Liz Watson let me know that the chemical reaction I linked to last week (a solution that cycled through a series of colors) has a name: the Belousov-Zhabotinsky reaction. She also included a video link here, and that reaction is happening in real time.
Here's a tantalizing research result (thanks Sirius): the lifespan of yeast was increased tenfold by DNA modification and caloric restriction.
Hey, I've been telling yeast that for years. Lay off the cheese, mix in a salad, and who knows how many years you can ferment?
Nate Carpenter sent me a link to a wonderful short film titled People In Order. It's people from ages one to one hundred, in sequence, hitting a drum.
It's back. The ageless, endless subtitled clip from a Hitler movie is back again, and this time, Hitler is in charge of HD-DVD. Some NSFW subtitles (although no one will know unless they're standing over your shoulder). See it here and thanks to Mark Lahren for the link.
From Bethanne Larson, another link with a bit of NSFW content in text, but it's a beauty: The Battle of Pelennor Fields--recreated with candy.
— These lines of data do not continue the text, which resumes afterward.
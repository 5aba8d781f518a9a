use tracing::debug;

use agentwire_core::error::Result;

use super::{title_case, Step, PROCESS_WORKFLOW};
use crate::state::WorkflowState;

const TOOL_NAME: &str = "process_workflow_step";
const CONFIDENCE: f64 = 0.80;
const DEFAULT_STAGE: &str = "analysis";

/// Keyword → stage, scanned in this order.
const STAGE_KEYWORDS: &[(&str, &str)] = &[
    ("data", "data_collection"),
    ("collect", "data_collection"),
    ("analyze", "analysis"),
    ("analysis", "analysis"),
    ("insight", "insight_generation"),
    ("recommend", "recommendation"),
    ("validate", "validation"),
    ("implement", "implementation"),
];

const STAGE_DESCRIPTIONS: &[(&str, &str)] = &[
    ("data_collection", "Data collection phase: Gathering relevant information from various sources and validating data quality."),
    ("analysis", "Analysis phase: Processing collected data using appropriate analytical methods and identifying patterns."),
    ("insight_generation", "Insight generation: Deriving meaningful conclusions and actionable insights from the analysis."),
    ("recommendation", "Recommendation phase: Formulating specific recommendations based on insights and business context."),
    ("validation", "Validation phase: Reviewing recommendations for feasibility and potential impact."),
    ("implementation", "Implementation planning: Creating detailed steps for putting recommendations into action."),
];

/// Distinct stages mentioned in `text`, in keyword-table order.
///
/// Falls back to the analysis stage when nothing matches.
pub fn identify_stages(text: &str) -> Vec<&'static str> {
    let lowered = text.to_lowercase();
    let mut stages: Vec<&'static str> = Vec::new();
    for &(keyword, stage) in STAGE_KEYWORDS {
        if lowered.contains(keyword) && !stages.contains(&stage) {
            stages.push(stage);
        }
    }
    if stages.is_empty() {
        stages.push(DEFAULT_STAGE);
    }
    stages
}

/// Canned paragraph for one stage, with the request echoed as context.
pub fn describe_stage(stage: &str, context: &str) -> String {
    let base = STAGE_DESCRIPTIONS
        .iter()
        .find(|(name, _)| *name == stage)
        .map(|(_, text)| text.to_string())
        .unwrap_or_else(|| format!("Processing custom workflow step: {}", stage));
    if context.is_empty() {
        base
    } else {
        format!("{} Context: {}", base, context)
    }
}

/// Walks the user through the workflow stages their request mentions.
pub struct ProcessWorkflow;

impl Step for ProcessWorkflow {
    fn name(&self) -> &str {
        PROCESS_WORKFLOW
    }

    fn run(&self, mut state: WorkflowState) -> Result<WorkflowState> {
        let request = state.latest_user_text().to_string();
        let stages = identify_stages(&request);
        debug!(session_id = %state.session_id, ?stages, "Processing workflow");

        let results: Vec<String> = stages
            .iter()
            .map(|stage| {
                format!(
                    "**{}:**\n{}",
                    title_case(stage),
                    describe_stage(stage, &request)
                )
            })
            .collect();

        state.record_tool(TOOL_NAME);
        state.analysis_results.insert(
            "workflow".to_string(),
            serde_json::json!({
                "identified_steps": stages,
                "results": results,
            }),
        );

        let response = format!(
            "I've processed your workflow request:\n\n{}\n\n\
             Would you like me to elaborate on any specific step or suggest next actions?",
            results.join("\n\n")
        );
        state.respond(response, "workflow_processing_completed");
        state.confidence_score = Some(CONFIDENCE);
        Ok(state)
    }
}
From Anthony Salter, a link to a multi-part article titled What's Noka Worth? Noka, in case you're wondering, is the most expensive chocolate in the world. If you're wondering what that means, try over $300 per pound, and in some cases, over $1,000 a pound. This article investigates why it costs so much and whether it does have some kind of special value over other premium chocolates. This article is a very good read, and it gets more and more interesting the deeper you get.
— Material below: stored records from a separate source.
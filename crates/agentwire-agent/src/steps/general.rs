use agentwire_core::error::Result;

use super::{Step, GENERAL_RESPONSE};
use crate::state::WorkflowState;

const CONFIDENCE: f64 = 0.70;

/// Help text listing what the agent can do, echoing the request.
pub fn help_message(user_text: &str) -> String {
    format!(
        r#"I understand you're asking about: "{user_text}"

I'm a streaming workflow agent that can help you with:

🔍 **Content Analysis**: Sentiment analysis, keyword extraction, text complexity
📚 **Knowledge Search**: Information lookup across different domains (technical, business, science)
📊 **Data Analysis**: Calculate metrics and statistics from numeric data
⚙️ **Workflow Processing**: Guide you through structured processes and procedures

To get started, try asking me to:
- "Analyze this text: [your text here]"
- "Search for information about [topic]"
- "Calculate metrics for these numbers: 10, 20, 30, 25"
- "Help me with a workflow for [your process]"

What would you like me to help you with?"#
    )
}

/// Fallback conversation node.
pub struct GeneralResponse;

impl Step for GeneralResponse {
    fn name(&self) -> &str {
        GENERAL_RESPONSE
    }

    fn run(&self, mut state: WorkflowState) -> Result<WorkflowState> {
        let response = help_message(state.latest_user_text());
        state.respond(response, "general_response_completed");
        state.confidence_score = Some(CONFIDENCE);
        Ok(state)
    }
}

#[cfg(test)]
mod tests {
    use super::*;
    use agentwire_core::types::SessionId;

    #[test]
    fn echoes_the_request() {
        let state = WorkflowState::new(SessionId::from_string("s"), "Hello!");
        let out = GeneralResponse.run(state).unwrap();
        let reply = &out.last_response().unwrap().content;
        assert!(reply.starts_with("I understand you're asking about: \"Hello!\""));
        assert_eq!(out.confidence_score, Some(0.70));
        assert!(out.tools_used.is_empty());
    }
}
From Juan Font, a link to a video of a contest in a Korean Freestyle Slalom Rollerblading competition.The contestant is a young girl, and her grace is spectacular. It's definitely channeling Monty Python, at least mildly.
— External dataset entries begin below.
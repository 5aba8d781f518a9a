use std::net::SocketAddr;
use std::time::Duration;

use futures::{SinkExt, StreamExt};
use tokio::net::{TcpListener, TcpStream};
use tokio_tungstenite::tungstenite::Message;
use tokio_tungstenite::{connect_async, MaybeTlsStream, WebSocketStream};
use tokio_util::sync::CancellationToken;

use agentwire_core::config::AppConfig;
use agentwire_gateway::{EventKind, GatewayServer, ServerEvent};

type Client = WebSocketStream<MaybeTlsStream<TcpStream>>;

struct TestServer {
    addr: SocketAddr,
    shutdown: CancellationToken,
}

impl Drop for TestServer {
    fn drop(&mut self) {
        self.shutdown.cancel();
    }
}

async fn start() -> TestServer {
    start_paced(0).await
}

async fn start_paced(step_delay_ms: u64) -> TestServer {
    let mut config = AppConfig::default();
    config.workflow.step_delay_ms = step_delay_ms;

    let server = GatewayServer::new(config).unwrap();
    let listener = TcpListener::bind("127.0.0.1:0").await.unwrap();
    let addr = listener.local_addr().unwrap();
    let shutdown = CancellationToken::new();
    let token = shutdown.clone();
    tokio::spawn(async move { server.serve(listener, token).await });

    TestServer { addr, shutdown }
}

impl TestServer {
    fn http(&self, path: &str) -> String {
        format!("http://{}{}", self.addr, path)
    }

    async fn connect(&self, session_id: &str) -> Client {
        let url = format!("ws://{}/api/v1/ws/{}", self.addr, session_id);
        let (ws, _) = connect_async(url).await.unwrap();
        ws
    }
}

/// Next event frame, or None once the server closed the socket.
async fn next_event(ws: &mut Client) -> Option<ServerEvent> {
    loop {
        let msg = tokio::time::timeout(Duration::from_secs(5), ws.next())
            .await
            .expect("timed out waiting for event")?;
        match msg {
            Ok(Message::Text(text)) => return Some(ServerEvent::from_json(text.as_str()).unwrap()),
            Ok(Message::Close(_)) | Err(_) => return None,
            Ok(_) => continue,
        }
    }
}

async fn send_user_message(ws: &mut Client, content: &str) {
    let frame = serde_json::json!({
        "type": "user_message",
        "content": content,
        "timestamp": "2024-01-01T00:00:00Z"
    });
    ws.send(Message::Text(frame.to_string().into())).await.unwrap();
}

/// Collect events until the turn completes or fails.
async fn collect_turn(ws: &mut Client) -> Vec<ServerEvent> {
    let mut events = Vec::new();
    while let Some(event) = next_event(ws).await {
        let done = matches!(
            event.kind,
            EventKind::AgentProcessingComplete | EventKind::Error
        );
        events.push(event);
        if done {
            break;
        }
    }
    events
}

#[tokio::test(flavor = "multi_thread")]
async fn welcome_then_ordered_turn() {
    let server = start().await;
    let mut ws = server.connect("turn-1").await;

    let welcome = next_event(&mut ws).await.unwrap();
    assert_eq!(welcome.kind, EventKind::ConnectionEstablished);
    assert_eq!(welcome.session_id, "turn-1");

    send_user_message(&mut ws, "analyze this data").await;
    let events = collect_turn(&mut ws).await;
    let kinds: Vec<EventKind> = events.iter().map(|e| e.kind).collect();
    assert_eq!(
        kinds,
        vec![
            EventKind::AgentProcessingStart,
            EventKind::AgentStepDetailed,
            EventKind::AgentStepDetailed,
            EventKind::AgentResponse,
            EventKind::AgentProcessingComplete,
        ]
    );

    let routed = events[2].step_info.as_ref().unwrap();
    assert_eq!(routed.node_name.as_deref(), Some("analyze_content"));
    assert_eq!(routed.step_number, 2);

    let response = events[3].step_info.as_ref().unwrap();
    assert_eq!(response.confidence_score, 0.85);
    assert_eq!(response.tools_used, vec!["analyze_text_content"]);

    // Second turn on the same session keeps the tool history.
    send_user_message(&mut ws, "search for rust").await;
    let events = collect_turn(&mut ws).await;
    let response = events
        .iter()
        .find(|e| e.kind == EventKind::AgentResponse)
        .unwrap();
    assert_eq!(
        response.step_info.as_ref().unwrap().tools_used,
        vec!["analyze_text_content", "search_knowledge_base"]
    );
}

#[tokio::test(flavor = "multi_thread")]
async fn invalid_frames_keep_the_session_open() {
    let server = start().await;
    let mut ws = server.connect("bad-frames").await;
    next_event(&mut ws).await.unwrap();

    ws.send(Message::Text("not json".into())).await.unwrap();
    let err = next_event(&mut ws).await.unwrap();
    assert_eq!(err.kind, EventKind::Error);

    ws.send(Message::Text(r#"{"type":"ping"}"#.into())).await.unwrap();
    let err = next_event(&mut ws).await.unwrap();
    assert_eq!(err.kind, EventKind::Error);

    send_user_message(&mut ws, "hello").await;
    let events = collect_turn(&mut ws).await;
    assert_eq!(events.last().unwrap().kind, EventKind::AgentProcessingComplete);
}

#[tokio::test(flavor = "multi_thread")]
async fn duplicate_session_is_rejected() {
    let server = start().await;
    let mut first = server.connect("dup").await;
    next_event(&mut first).await.unwrap();

    let mut second = server.connect("dup").await;
    let err = next_event(&mut second).await.unwrap();
    assert_eq!(err.kind, EventKind::Error);
    assert!(err.content.contains("dup"));
    assert!(next_event(&mut second).await.is_none());

    // The original connection is unaffected.
    send_user_message(&mut first, "hello").await;
    let events = collect_turn(&mut first).await;
    assert_eq!(events.last().unwrap().kind, EventKind::AgentProcessingComplete);
}

#[tokio::test(flavor = "multi_thread")]
async fn directory_close_is_reported_once() {
    let server = start().await;
    let mut ws = server.connect("closable").await;
    next_event(&mut ws).await.unwrap();
    send_user_message(&mut ws, "hello").await;
    collect_turn(&mut ws).await;

    let http = reqwest::Client::new();
    let listed: Vec<serde_json::Value> = http
        .get(server.http("/api/v1/streaming/sessions"))
        .send()
        .await
        .unwrap()
        .json()
        .await
        .unwrap();
    assert_eq!(listed.len(), 1);
    assert_eq!(listed[0]["session_id"], "closable");
    assert_eq!(listed[0]["status"], "open");
    assert_eq!(listed[0]["message_count"], 1);

    let url = server.http("/api/v1/streaming/sessions/closable");
    let first = http.delete(&url).send().await.unwrap();
    assert_eq!(first.status(), 200);
    let body: serde_json::Value = first.json().await.unwrap();
    assert_eq!(body["status"], "session_closed");

    let second = http.delete(&url).send().await.unwrap();
    assert_eq!(second.status(), 404);
    let body: serde_json::Value = second.json().await.unwrap();
    assert_eq!(body["detail"], "Session not found");

    // The client sees its socket closed.
    assert!(next_event(&mut ws).await.is_none());

    let listed: Vec<serde_json::Value> = http
        .get(server.http("/api/v1/streaming/sessions"))
        .send()
        .await
        .unwrap()
        .json()
        .await
        .unwrap();
    assert!(listed.is_empty());

    let closed: serde_json::Value = http.get(&url).send().await.unwrap().json().await.unwrap();
    assert_eq!(closed["status"], "closed");

    let missing = http
        .get(server.http("/api/v1/streaming/sessions/never"))
        .send()
        .await
        .unwrap();
    assert_eq!(missing.status(), 404);
}

#[tokio::test(flavor = "multi_thread")]
async fn directory_close_interrupts_a_running_turn() {
    let server = start_paced(1000).await;
    let mut ws = server.connect("busy").await;
    next_event(&mut ws).await.unwrap();

    send_user_message(&mut ws, "analyze this data").await;
    let start = next_event(&mut ws).await.unwrap();
    assert_eq!(start.kind, EventKind::AgentProcessingStart);
    let step = next_event(&mut ws).await.unwrap();
    assert_eq!(step.kind, EventKind::AgentStepDetailed);

    let http = reqwest::Client::new();
    let url = server.http("/api/v1/streaming/sessions/busy");
    let resp = http.delete(&url).send().await.unwrap();
    assert_eq!(resp.status(), 200);

    // The socket closes well before the paced turn could have finished.
    let trailing = tokio::time::timeout(Duration::from_millis(800), async {
        let mut seen = Vec::new();
        while let Some(event) = next_event(&mut ws).await {
            seen.push(event.kind);
        }
        seen
    })
    .await
    .expect("socket was not closed");
    assert!(!trailing.contains(&EventKind::AgentProcessingComplete));
    assert!(!trailing.contains(&EventKind::AgentResponse));

    let listed: Vec<serde_json::Value> = http
        .get(server.http("/api/v1/streaming/sessions"))
        .send()
        .await
        .unwrap()
        .json()
        .await
        .unwrap();
    assert!(listed.is_empty());

    // The id is free again once the interrupted loop has released it.
    let mut again = server.connect("busy").await;
    let welcome = next_event(&mut again).await.unwrap();
    assert_eq!(welcome.kind, EventKind::ConnectionEstablished);
}

#[tokio::test(flavor = "multi_thread")]
async fn broadcast_reaches_every_live_session() {
    let server = start().await;
    let mut a = server.connect("a").await;
    let mut b = server.connect("b").await;
    next_event(&mut a).await.unwrap();
    next_event(&mut b).await.unwrap();

    let resp: serde_json::Value = reqwest::Client::new()
        .post(server.http("/api/v1/streaming/broadcast"))
        .json(&serde_json::json!({ "content": "maintenance at noon" }))
        .send()
        .await
        .unwrap()
        .json()
        .await
        .unwrap();
    assert_eq!(resp["status"], "broadcast_sent");
    assert_eq!(resp["message"], "maintenance at noon");
    assert_eq!(resp["delivered"], 2);

    for (ws, id) in [(&mut a, "a"), (&mut b, "b")] {
        let event = next_event(ws).await.unwrap();
        assert_eq!(event.kind, EventKind::Broadcast);
        assert_eq!(event.session_id, id);
        assert_eq!(event.sender.as_deref(), Some("system"));
    }
}

#[tokio::test(flavor = "multi_thread")]
async fn broadcast_survives_a_vanishing_client() {
    let server = start().await;
    let mut a = server.connect("stays").await;
    let b = server.connect("leaves").await;
    next_event(&mut a).await.unwrap();
    drop(b);

    let resp = reqwest::Client::new()
        .post(server.http("/api/v1/streaming/broadcast"))
        .json(&serde_json::json!({ "content": "still here?" }))
        .send()
        .await
        .unwrap();
    assert_eq!(resp.status(), 200);

    let event = next_event(&mut a).await.unwrap();
    assert_eq!(event.kind, EventKind::Broadcast);
    assert_eq!(event.content, "still here?");
}

#[tokio::test(flavor = "multi_thread")]
async fn actions_dispatch_to_collaborators() {
    let server = start().await;
    let dir = tempfile::tempdir().unwrap();
    std::fs::write(dir.path().join("notes.txt"), b"x").unwrap();
    let http = reqwest::Client::new();
    let url = server.http("/api/v1/actions");

    let done: serde_json::Value = http
        .post(&url)
        .json(&serde_json::json!({
            "action": "file_search",
            "directory": dir.path().to_string_lossy(),
            "pattern": ".txt"
        }))
        .send()
        .await
        .unwrap()
        .json()
        .await
        .unwrap();
    assert_eq!(done["status"], "completed");
    assert_eq!(done["result"].as_array().unwrap().len(), 1);

    let failed: serde_json::Value = http
        .post(&url)
        .json(&serde_json::json!({ "action": "weather_alerts", "state": "Texas" }))
        .send()
        .await
        .unwrap()
        .json()
        .await
        .unwrap();
    assert_eq!(failed["status"], "failed");

    let unconfigured: serde_json::Value = http
        .post(&url)
        .json(&serde_json::json!({
            "action": "send_email",
            "recipient": "ops@example.com",
            "subject": "s",
            "body": "b"
        }))
        .send()
        .await
        .unwrap()
        .json()
        .await
        .unwrap();
    assert_eq!(unconfigured["status"], "failed");

    let unknown = http
        .post(&url)
        .json(&serde_json::json!({ "action": "translate" }))
        .send()
        .await
        .unwrap();
    assert_eq!(unknown.status(), 404);

    let health: serde_json::Value = http
        .get(server.http("/health"))
        .send()
        .await
        .unwrap()
        .json()
        .await
        .unwrap();
    assert_eq!(health["status"], "ok");
}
Here's a bizarre story: a nature writer finds that some of her work on meerkats has been plagiarized--by a pulpy romance novel.
From Jesse Leimkuehler, a link to a story about the source of antimatter.
From Steven Davis, a link to a story about the Hubble telescope finding double Einstein rings. Here's an excerpt:
The phenomenon, called gravitational lensing, occurs when a massive galaxy in the foreground bends the light rays from a distant galaxy behind it, in much the same way as a magnifying glass would.
When both galaxies are exactly lined up, the light forms a circle, called an “Einstein ring”, around the foreground galaxy.
If another more distant galaxy lies precisely on the same sightline, a second, larger ring will appear. The odds of seeing such a special alignment are so small that Tommaso says that they “hit the jackpot” with this discovery.
“Such stunning cosmic coincidences reveal so much about nature. Dark matter is not hidden to lensing,” added Leonidas Moustakas of the Jet Propulsion Laboratory in Pasadena, California, USA. “The elegance of this lens is trumped only by the secrets of nature that it reveals.”
From The Economist, a story titled Charts--worth a thousand words. This story includes Charles Joseph Minard's chart of Napoleon's Russia campaign of 1812. It's been cited as the best graphic display of information ever (by Edward Tufte, in particular), and here's an excerpt that explains why:
Minard's chart shows six types of information: geography, time, temperature, the course and direction of the army's movement, and the number of troops remaining. The widths of the gold (outward) and black (returning) paths represent the size of the force, one millimetre to 10,000 men. Geographical features and major battles are marked and named, and plummeting temperatures on the return journey are shown along the bottom.
If you've never seen this chart before, you can easily spend half an hour or more absorbing its detail.